### Dataset records

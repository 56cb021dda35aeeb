//! Reply composition: plain markdown body plus the optional richtext document.

use serde_json::{Value, json};

use crate::matcher::ResolvedMatch;

pub const DEFAULT_BODY: &str = "{images}\n\n\
---\n\n\
^(I'm a bot. The author of the parent comment can) \
[^(delete this reply)](https://www.reddit.com/message/compose/?to={username}&subject=delete&message=delete%20{comment_id})";

pub const DEFAULT_FORCED: &str = "^(Did you mean this?)\n\n{images}\n\n\
---\n\n\
^(I'm a bot. The author of the parent comment can) \
[^(delete this reply)](https://www.reddit.com/message/compose/?to={username}&subject=delete&message=delete%20{comment_id})";

pub const DEFAULT_EXPORT: &str = "Reply with `word.png` to get an image from u/{username}.\n\n\
{table}\n\n\
^(Updated {timestamp})";

fn default_footer() -> Value {
    json!([{
        "e": "par",
        "c": [
            {"e": "text", "t": "I'm a bot. The author of the parent comment can "},
            {
                "e": "link",
                "t": "delete this reply",
                "u": "https://www.reddit.com/message/compose/?to={username}&subject=delete&message=delete%20{comment_id}"
            }
        ]
    }])
}

fn default_header() -> Value {
    json!({"e": "par", "c": [{"e": "text", "t": "Did you mean this?"}]})
}

/// Replace every `{key}` in `template` with its value.
pub fn fill(template: &str, vars: &[(&str, &str)]) -> String {
    vars.iter().fold(template.to_string(), |acc, (key, value)| {
        acc.replace(&format!("{{{key}}}"), value)
    })
}

/// Apply `fill` to every string inside a JSON value.
fn fill_value(value: &mut Value, vars: &[(&str, &str)]) {
    match value {
        Value::String(s) => *s = fill(s, vars),
        Value::Array(items) => items.iter_mut().for_each(|v| fill_value(v, vars)),
        Value::Object(map) => map.values_mut().for_each(|v| fill_value(v, vars)),
        _ => {}
    }
}

/// Reply templates. `body`/`forced` use `{images}`, `{username}`,
/// `{comment_id}`; the richtext `footer` is an array of document nodes and
/// `header` a single node prepended to forced replies.
#[derive(Debug, Clone, PartialEq)]
pub struct Templates {
    pub body: String,
    pub forced: String,
    pub footer: Value,
    pub header: Value,
    pub export: String,
}

impl Default for Templates {
    fn default() -> Self {
        Self {
            body: DEFAULT_BODY.to_string(),
            forced: DEFAULT_FORCED.to_string(),
            footer: default_footer(),
            header: default_header(),
            export: DEFAULT_EXPORT.to_string(),
        }
    }
}

impl Templates {
    /// Markdown reply listing every match as `[word.ext](url)`.
    pub fn compose_body(
        &self,
        matches: &[ResolvedMatch],
        forced: bool,
        username: &str,
        comment_id: &str,
    ) -> String {
        let images = matches
            .iter()
            .map(|m| format!("[{}]({})", m.label(), m.image.url))
            .collect::<Vec<_>>()
            .join("\n\n");
        let template = if forced { &self.forced } else { &self.body };
        fill(
            template,
            &[
                ("images", images.as_str()),
                ("username", username),
                ("comment_id", comment_id),
            ],
        )
    }

    /// Richtext document embedding the image natively.
    ///
    /// Only a single match with a platform media reference qualifies.
    pub fn compose_richtext(
        &self,
        matches: &[ResolvedMatch],
        forced: bool,
        username: &str,
        comment_id: &str,
    ) -> Option<Value> {
        let [m] = matches else {
            return None;
        };
        let media_id = m.image.external_ref.as_deref()?;

        let mut document = Vec::new();
        if forced {
            document.push(self.header.clone());
        }
        document.push(json!({
            "e": "par",
            "c": [{"e": "link", "t": m.label(), "u": m.image.url}]
        }));
        document.push(json!({"e": "img", "id": media_id}));

        let mut footer = self.footer.clone();
        fill_value(
            &mut footer,
            &[("username", username), ("comment_id", comment_id)],
        );
        match footer {
            Value::Array(nodes) => document.extend(nodes),
            Value::Null => {}
            node => document.push(node),
        }

        Some(json!({ "document": document }))
    }
}
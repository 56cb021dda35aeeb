//! The bot's view of the social platform: two pollable feeds plus the
//! handful of write operations the dispatcher needs.

use std::fmt;

use serde_json::Value;

/// A comment from the watched feed. `id` is the bare base-36 id.
#[derive(Debug, Clone, PartialEq, Eq)]
pub struct Comment {
    pub id: String,
    /// `None` when the account was deleted.
    pub author: Option<String>,
    pub body: String,
    pub permalink: String,
    pub archived: bool,
}

/// An inbox entry, tagged once when it is read off the feed.
/// Ids here are fullnames (`t1_…`, `t4_…`).
#[derive(Debug, Clone, PartialEq, Eq)]
pub enum InboxItem {
    /// A comment notification worth forwarding: a `u/<bot>` mention or a
    /// reply to one of the bot's posts.
    Mention {
        id: String,
        author: Option<String>,
        subject: String,
        body: String,
        context: String,
    },
    /// A reply to one of the bot's own comments.
    CommentReply { id: String, author: Option<String> },
    PrivateMessage {
        id: String,
        author: Option<String>,
        subject: String,
        body: String,
    },
}

impl InboxItem {
    pub fn id(&self) -> &str {
        match self {
            InboxItem::Mention { id, .. }
            | InboxItem::CommentReply { id, .. }
            | InboxItem::PrivateMessage { id, .. } => id,
        }
    }

    pub fn author(&self) -> Option<&str> {
        match self {
            InboxItem::Mention { author, .. }
            | InboxItem::CommentReply { author, .. }
            | InboxItem::PrivateMessage { author, .. } => author.as_deref(),
        }
    }
}

/// One poll of a feed: an item, or "nothing new right now".
#[derive(Debug, Clone, PartialEq, Eq)]
pub enum FeedEvent<T> {
    Item(T),
    CaughtUp,
}

#[derive(Debug, Clone, Copy, PartialEq, Eq)]
pub enum ReplyTarget<'a> {
    /// Bare comment id.
    Comment(&'a str),
    /// Message fullname.
    Message(&'a str),
}

/// Where a catalog export is published.
#[derive(Debug, Clone, Copy, PartialEq, Eq)]
pub enum ExportDestination {
    /// Pinned post on the bot's own profile (public table).
    Profile,
    /// Stickied post in the moderated subreddit (full table).
    Moderated,
}

#[derive(Debug)]
pub enum PlatformError {
    /// Transport failure, timeout, 5xx or rate limiting. Worth a reconnect.
    Unavailable(String),
    /// The platform refused the request (4xx or an API error list).
    Rejected(String),
    /// A response that could not be decoded.
    InvalidResponse(String),
}

impl PlatformError {
    pub fn is_unavailable(&self) -> bool {
        matches!(self, PlatformError::Unavailable(_))
    }

    /// Classify a non-success HTTP status.
    pub fn from_status(operation: &str, status: u16, body: &str) -> Self {
        let detail = format!("{operation} failed with status {status}: {}", truncate(body, 300));
        if status == 401 || status == 429 || status >= 500 {
            PlatformError::Unavailable(detail)
        } else {
            PlatformError::Rejected(detail)
        }
    }
}

fn truncate(text: &str, max_chars: usize) -> &str {
    match text.char_indices().nth(max_chars) {
        Some((idx, _)) => &text[..idx],
        None => text,
    }
}

impl fmt::Display for PlatformError {
    fn fmt(&self, f: &mut fmt::Formatter<'_>) -> fmt::Result {
        match self {
            PlatformError::Unavailable(msg) => write!(f, "platform unavailable: {msg}"),
            PlatformError::Rejected(msg) => write!(f, "request rejected: {msg}"),
            PlatformError::InvalidResponse(msg) => write!(f, "invalid response: {msg}"),
        }
    }
}

impl std::error::Error for PlatformError {}

/// Operations the dispatcher performs against the platform.
///
/// Polls wait a bounded time and answer [`FeedEvent::CaughtUp`] instead of
/// blocking, so the caller can interleave shutdown checks.
#[allow(async_fn_in_trait)]
pub trait Platform {
    /// Name of the account the bot posts as.
    fn username(&self) -> &str;

    async fn moderators(&mut self) -> Result<Vec<String>, PlatformError>;

    async fn poll_comments(&mut self) -> Result<FeedEvent<Comment>, PlatformError>;

    async fn poll_inbox(&mut self) -> Result<FeedEvent<InboxItem>, PlatformError>;

    /// Re-authenticate and restart both feeds from scratch.
    async fn reconnect(&mut self) -> Result<(), PlatformError>;

    /// Post a reply; returns the new comment's bare id.
    async fn reply(&mut self, target: ReplyTarget<'_>, body: &str) -> Result<String, PlatformError>;

    async fn delete(&mut self, reply_id: &str) -> Result<(), PlatformError>;

    async fn edit_richtext(&mut self, reply_id: &str, document: &Value) -> Result<(), PlatformError>;

    async fn mark_read(&mut self, message_id: &str) -> Result<(), PlatformError>;

    async fn send_private_message(
        &mut self,
        recipient: &str,
        subject: &str,
        body: &str,
    ) -> Result<(), PlatformError>;

    async fn fetch_comment(&mut self, id: &str) -> Result<Option<Comment>, PlatformError>;

    /// Edit or replace the pinned export post; returns its permalink.
    async fn publish_export(
        &mut self,
        destination: ExportDestination,
        title: &str,
        body: &str,
    ) -> Result<String, PlatformError>;
}
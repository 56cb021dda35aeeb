//! Markdown rendering of the catalog for the published instructions page.

use crate::catalog::KeywordCatalog;
use crate::reply::fill;

/// `|Keywords|Images|` table, one row per set, sorted by id.
///
/// The public table skips hidden sets and hidden keywords; the full one
/// includes both.
pub fn render_table(catalog: &KeywordCatalog, include_hidden: bool) -> String {
    let mut out = String::from("|Keywords|Images|\n|:-|:-|\n");
    for set in catalog.sets() {
        if set.hide && !include_hidden {
            continue;
        }
        let mut keywords: Vec<&str> = set.keywords.iter().map(String::as_str).collect();
        if include_hidden {
            keywords.extend(set.hidden_keywords.iter().map(String::as_str));
        }
        let images = set
            .images
            .iter()
            .enumerate()
            .map(|(i, image)| format!("[{}]({})", i + 1, image.url))
            .collect::<Vec<_>>()
            .join(" ");
        out.push_str(&format!("|{}|{}|\n", keywords.join(", "), images));
    }
    out
}

/// Fill the page template's `{username}`, `{table}` and `{timestamp}`.
pub fn render_page(template: &str, username: &str, table: &str, timestamp: &str) -> String {
    fill(
        template,
        &[
            ("username", username),
            ("table", table),
            ("timestamp", timestamp),
        ],
    )
}
use std::sync::LazyLock;

use rand::Rng;
use rand::seq::IndexedRandom;
use regex::Regex;

use crate::catalog::KeywordCatalog;
use crate::constants::{ANIM_EXT, STATIC_EXT, ext_class, is_animated_ext};
use crate::image::Image;
use crate::normalize::normalize;

static MAYBE_IMAGE: LazyLock<Regex> = LazyLock::new(|| {
    let exts = [STATIC_EXT, ANIM_EXT].concat().join("|");
    Regex::new(&format!(r"(?i)(?:^|\s|\^)(\w+)\.({exts})\b")).unwrap()
});

/// A `<word>.<extension>` candidate found in raw text. `extension` is lower-cased.
#[derive(Debug, Clone, PartialEq, Eq)]
pub struct RawToken {
    pub word: String,
    pub extension: String,
}

impl RawToken {
    pub fn new(word: &str, extension: &str) -> Self {
        Self {
            word: word.to_string(),
            extension: extension.to_ascii_lowercase(),
        }
    }

    pub fn wants_animated(&self) -> bool {
        is_animated_ext(&self.extension)
    }
}

/// A token resolved to a concrete image.
#[derive(Debug, Clone, PartialEq)]
pub struct ResolvedMatch {
    /// Normalized keyword that matched (the replacement, for fuzzy hits).
    pub word: String,
    /// Extension as requested in the text.
    pub extension: String,
    /// Extension to show next to the link; always in the image's class.
    pub display_extension: String,
    pub image: Image,
    pub fuzzy: bool,
}

impl ResolvedMatch {
    /// Link label, e.g. `gatto.png`.
    pub fn label(&self) -> String {
        format!("{}.{}", self.word, self.display_extension)
    }
}

/// Outcome of running one text through the pipeline.
#[derive(Debug, Clone, Default)]
pub struct MatchReport {
    pub matches: Vec<ResolvedMatch>,
    /// Normalized words with no exact or fuzzy hit.
    pub misses: Vec<String>,
    /// `(requested, substituted)` pairs accepted by the fuzzy fallback.
    pub fuzzy: Vec<(String, String)>,
}

impl MatchReport {
    pub fn is_empty(&self) -> bool {
        self.matches.is_empty()
    }

    pub fn any_fuzzy(&self) -> bool {
        self.matches.iter().any(|m| m.fuzzy)
    }
}

/// Find every image token in `text`, skipping quoted (`>`) lines.
pub fn extract(text: &str) -> Vec<RawToken> {
    text.lines()
        .filter(|line| !line.trim_start().starts_with('>'))
        .flat_map(|line| {
            MAYBE_IMAGE
                .captures_iter(line)
                .map(|c| RawToken::new(&c[1], &c[2]))
                .collect::<Vec<_>>()
        })
        .collect()
}

/// Resolve one token against the catalog: exact, then fuzzy, then pick one
/// image uniformly at random. Returns `None` for a miss.
pub fn resolve(
    catalog: &KeywordCatalog,
    token: &RawToken,
    rng: &mut impl Rng,
) -> Option<ResolvedMatch> {
    let word = normalize(&token.word);
    if word.is_empty() {
        return None;
    }
    let animated = Some(token.wants_animated());

    let (word, candidates, fuzzy) = match catalog.lookup(&word, animated) {
        Some(candidates) => (word, candidates, false),
        None => {
            let replacement = catalog.fuzzy_lookup(&word)?;
            let candidates = catalog.lookup(replacement, animated)?;
            (replacement.to_string(), candidates, true)
        }
    };

    let image = (*candidates.choose(rng)?).clone();
    let class = ext_class(image.animated);
    let display_extension = if class.contains(&token.extension.as_str()) {
        token.extension.clone()
    } else {
        class.choose(rng).copied().unwrap_or(class[0]).to_string()
    };

    Some(ResolvedMatch {
        word,
        extension: token.extension.clone(),
        display_extension,
        image,
        fuzzy,
    })
}

/// Run the whole pipeline over `text`. Misses never abort the remaining tokens.
pub fn find_matches(catalog: &KeywordCatalog, text: &str, rng: &mut impl Rng) -> MatchReport {
    let mut report = MatchReport::default();
    for token in extract(text) {
        match resolve(catalog, &token, rng) {
            Some(m) => {
                if m.fuzzy {
                    report.fuzzy.push((normalize(&token.word), m.word.clone()));
                }
                report.matches.push(m);
            }
            None => report.misses.push(normalize(&token.word)),
        }
    }
    report
}
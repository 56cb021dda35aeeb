//! Reply bookkeeping: which inbound message already produced which reply.
//!
//! Only the `hot` window (the most recent `HOT_WINDOW` replies) is indexed.
//! Older records move to the `cold` list, which is kept for the record but
//! never consulted by lookups.

use std::cmp::Ordering;
use std::collections::HashMap;

use serde::{Deserialize, Serialize};

use crate::constants::HOT_WINDOW;

/// One posted reply and the message it answered.
#[derive(Debug, Clone, PartialEq, Eq, Serialize, Deserialize)]
pub struct ReplyRecord {
    pub id: String,
    pub parent_id: String,
    pub parent_author: String,
    #[serde(default)]
    pub deleted: bool,
    #[serde(default)]
    pub richtext: bool,
}

impl ReplyRecord {
    pub fn new(id: &str, parent_id: &str, parent_author: &str) -> Self {
        Self {
            id: id.to_string(),
            parent_id: parent_id.to_string(),
            parent_author: parent_author.to_string(),
            deleted: false,
            richtext: false,
        }
    }
}

/// Order reply ids as base-36 numbers: a longer id is newer.
pub fn compare_reply_ids(a: &str, b: &str) -> Ordering {
    a.len().cmp(&b.len()).then_with(|| a.cmp(b))
}

/// Serialized form: `comments` is the hot window, `comments_old` the overflow.
/// Both are most-recent-first.
#[derive(Debug, Clone, Default, PartialEq, Serialize, Deserialize)]
pub struct LedgerSnapshot {
    #[serde(default)]
    pub comments: Vec<ReplyRecord>,
    #[serde(default)]
    pub comments_old: Vec<ReplyRecord>,
}

#[derive(Debug, Clone)]
pub struct ReplyLedger {
    hot: HashMap<String, ReplyRecord>,
    cold: Vec<ReplyRecord>,
    hot_capacity: usize,
}

impl Default for ReplyLedger {
    fn default() -> Self {
        Self::new(HOT_WINDOW)
    }
}

impl ReplyLedger {
    pub fn new(hot_capacity: usize) -> Self {
        Self {
            hot: HashMap::new(),
            cold: Vec::new(),
            hot_capacity: hot_capacity.max(1),
        }
    }

    /// Rebuild from a snapshot. Anything past the hot capacity is demoted.
    pub fn from_snapshot(snapshot: LedgerSnapshot, hot_capacity: usize) -> Self {
        let mut ledger = Self::new(hot_capacity);
        ledger.cold = snapshot.comments_old;
        for record in snapshot.comments {
            ledger.insert(record);
        }
        ledger.compact();
        ledger
    }

    /// The non-deleted record answering `parent_id`, if still in the hot window.
    pub fn find_active(&self, parent_id: &str) -> Option<&ReplyRecord> {
        self.hot.get(parent_id).filter(|r| !r.deleted)
    }

    /// Add a record. A record already held for the same parent is demoted to cold.
    pub fn insert(&mut self, record: ReplyRecord) {
        if let Some(previous) = self.hot.insert(record.parent_id.clone(), record) {
            self.cold.insert(0, previous);
        }
    }

    /// Flag the active record for `parent_id` as deleted.
    /// Returns false if there was none.
    pub fn mark_deleted(&mut self, parent_id: &str) -> bool {
        match self.hot.get_mut(parent_id) {
            Some(record) if !record.deleted => {
                record.deleted = true;
                true
            }
            _ => false,
        }
    }

    /// Demote everything past the newest `hot_capacity` records to the front
    /// of the cold list.
    pub fn compact(&mut self) {
        if self.hot.len() <= self.hot_capacity {
            return;
        }
        let ordered = self.hot_records();
        let overflow: Vec<ReplyRecord> = ordered[self.hot_capacity..]
            .iter()
            .map(|r| (*r).clone())
            .collect();
        for record in &overflow {
            self.hot.remove(&record.parent_id);
        }
        self.cold.splice(0..0, overflow);
    }

    /// Hot records, most recent first.
    pub fn hot_records(&self) -> Vec<&ReplyRecord> {
        let mut records: Vec<&ReplyRecord> = self.hot.values().collect();
        records.sort_by(|a, b| compare_reply_ids(&b.id, &a.id));
        records
    }

    pub fn cold_records(&self) -> &[ReplyRecord] {
        &self.cold
    }

    /// Compact, then capture the full hot + cold state.
    pub fn snapshot(&mut self) -> LedgerSnapshot {
        self.compact();
        LedgerSnapshot {
            comments: self.hot_records().into_iter().cloned().collect(),
            comments_old: self.cold.clone(),
        }
    }

    pub fn hot_len(&self) -> usize {
        self.hot.len()
    }

    pub fn active_len(&self) -> usize {
        self.hot.values().filter(|r| !r.deleted).count()
    }

    pub fn hot_capacity(&self) -> usize {
        self.hot_capacity
    }
}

### Goal of the exercise
State how many lines in the preceding material contain the word "LedgerSnapshot", and give nothing else.

### Result of this exercise
4